A recent article published by Precision Farming Dealer stated that Raven Technologies had accumulated 8,000 hours of operational time, covering 69,000 acres. The same piece cited Blue-White Robotics as completing 10,000 hours of safe operation, and Monarch tractor with 1,300 operating hours.
"We are excited to hear people talking more and more about the future of autonomy in agriculture - it's great for our category," said Andrew Bate, CEO of SwarmFarm Robotics. "We also want to ensure people understand that a significant portion of the future they're discussing is here today. The era of Integrated Autonomy in agriculture has arrived, and we have now clearly demonstrated that fact across more than one million acres of farmland."
While most solutions in farm autonomy settle neatly into the categories of either driverless tractors or hyper-niche specialty robots built to complete a singular type of task on-farm, SwarmFarm's Integrated Autonomy solution puts the farmer first with an autonomous platform and simultaneously enables them to get farm work done without an operator and provides optionality for specific application systems.

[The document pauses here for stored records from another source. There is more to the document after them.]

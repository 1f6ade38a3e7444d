use std::fmt;

use tracing::{debug, warn};

use crate::config::LayoutConfig;

use super::transaction::Transaction;

/// A named budget bucket backed by an append-only ledger.
///
/// The balance is never stored; it is always derived from the ledger.
#[derive(Debug, Clone, PartialEq)]
pub struct Category {
    name: String,
    ledger: Vec<Transaction>,
}

impl Category {
    pub fn new(name: impl Into<String>) -> Self {
        Self {
            name: name.into(),
            ledger: Vec::new(),
        }
    }

    pub fn name(&self) -> &str {
        &self.name
    }

    /// Entries in insertion order.
    pub fn ledger(&self) -> &[Transaction] {
        &self.ledger
    }

    pub fn len(&self) -> usize {
        self.ledger.len()
    }

    pub fn is_empty(&self) -> bool {
        self.ledger.is_empty()
    }

    pub fn get_balance(&self) -> f64 {
        self.ledger.iter().fold(0.0, |total, txn| total + txn.amount())
    }

    /// Sum of every withdrawal in the ledger. Always zero or negative.
    pub fn total_withdrawals(&self) -> f64 {
        self.ledger
            .iter()
            .filter(|txn| txn.is_withdrawal())
            .fold(0.0, |total, txn| total + txn.amount())
    }

    /// Returns true when `amount` does not exceed the current balance.
    pub fn check_funds(&self, amount: f64) -> bool {
        amount <= self.get_balance()
    }

    /// Appends an entry unconditionally, whatever its sign.
    pub fn deposit(&mut self, amount: f64, description: impl Into<String>) {
        let txn = Transaction::new(amount, description);
        debug!(
            category = %self.name,
            amount,
            description = txn.description(),
            "ledger entry appended"
        );
        self.ledger.push(txn);
    }

    /// Records `-amount` when funds allow it.
    ///
    /// Negative and non-finite amounts are rejected rather than turned into
    /// a deposit. A rejected withdrawal leaves the ledger untouched.
    pub fn withdraw(&mut self, amount: f64, description: impl Into<String>) -> bool {
        if !self.accepts_outflow(amount) {
            return false;
        }
        self.deposit(-amount, description);
        true
    }

    /// Moves `amount` into `target`, recording both sides.
    ///
    /// Either both ledgers change or neither does.
    pub fn transfer(&mut self, amount: f64, target: &mut Category) -> bool {
        if !self.accepts_outflow(amount) {
            return false;
        }
        self.deposit(-amount, format!("Transfer to {}", target.name));
        target.deposit(amount, format!("Transfer from {}", self.name));
        true
    }

    fn accepts_outflow(&self, amount: f64) -> bool {
        if !amount.is_finite() || amount < 0.0 {
            warn!(category = %self.name, amount, "rejected outflow amount");
            return false;
        }
        if !self.check_funds(amount) {
            warn!(
                category = %self.name,
                amount,
                balance = self.get_balance(),
                "insufficient funds"
            );
            return false;
        }
        true
    }

    /// Renders the ledger with an explicit layout.
    pub fn render(&self, layout: &LayoutConfig) -> String {
        let mut lines = Vec::with_capacity(self.ledger.len() + 2);
        lines.push(self.title_line(layout));
        for txn in &self.ledger {
            lines.push(entry_line(txn, layout));
        }
        lines.push(format!("Total: {:.2}", self.get_balance()));
        lines.join("\n")
    }

    fn title_line(&self, layout: &LayoutConfig) -> String {
        let name_len = self.name.chars().count();
        let fill = layout.line_width.saturating_sub(name_len);
        let left = fill / 2;
        let right = fill - left;
        let pad = |count: usize| layout.title_fill.to_string().repeat(count);
        format!("{}{}{}", pad(left), self.name, pad(right))
    }
}

fn entry_line(txn: &Transaction, layout: &LayoutConfig) -> String {
    let description: String = txn
        .description()
        .chars()
        .take(layout.description_width)
        .collect();
    let amount = format!("{:.2}", txn.amount());
    let used = description.chars().count() + amount.len();
    let gap = layout.line_width.saturating_sub(used);
    format!("{description}{}{amount}", " ".repeat(gap))
}

impl fmt::Display for Category {
    fn fmt(&self, f: &mut fmt::Formatter<'_>) -> fmt::Result {
        f.write_str(&self.render(&LayoutConfig::default()))
    }
}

"Over the last 50 years, farm technology has transformed from simple analog solutions to farm-centric autonomy," said Bate. "The problem with much of what we farmers encounter in autonomy today are products that are built to impress investors, engineers, and technology buffs. We are flipping that script to create a system that immediately provides the farmer with functional field partners to help drive a successful season as well as a platform that gives them a clear path to adopt and scale their use of precision equipment technology. Most solutions start with technology and end with the farmer, we're starting with the farmer and bringing them technology at their own pace, allowing the most effective tools to be adopted."
Born on the farm, SwarmFarm exists to solve a complex problem set many farmers are facing around the world today: how to grow better crops and the optimal amount of food on their land without putting down excessive amounts of chemical or acquiring larger and larger equipment.
"We hit a point where we just said enough is enough," said Bate. "We saw our input costs increasing, our equipment costs rising as we bought larger equipment, our dependence on pesticides rising, and our yields declining in spite of it all. There was a day where we sat down and realized that this wasn't an equation that needed incremental change, we needed an entirely new system of farming - and SwarmFarm was the solution."
SwarmFarm was founded by Bate and his wife, Jocie, in 2012 with a clear vision to create better farming systems and unlock the promise of autonomous agriculture. The first SwarmBot was completed in 2014 and the company's first precision spray equipment was developed in 2015. From 2015 to 2018, SwarmFarm developed 11 prototypes that were used in their field contracting service, to spray weeds for grain and cotton farmers. In 2018, the company began commercially delivering SwarmBots to farmers.
"I am proud to see where we began and where we are today," said Bate. "We know we have more barriers to cross, more ground to cover, and more products to build, but this is a great moment to pause and appreciate all that we've been able to accomplish as we prepare to accelerate our growth."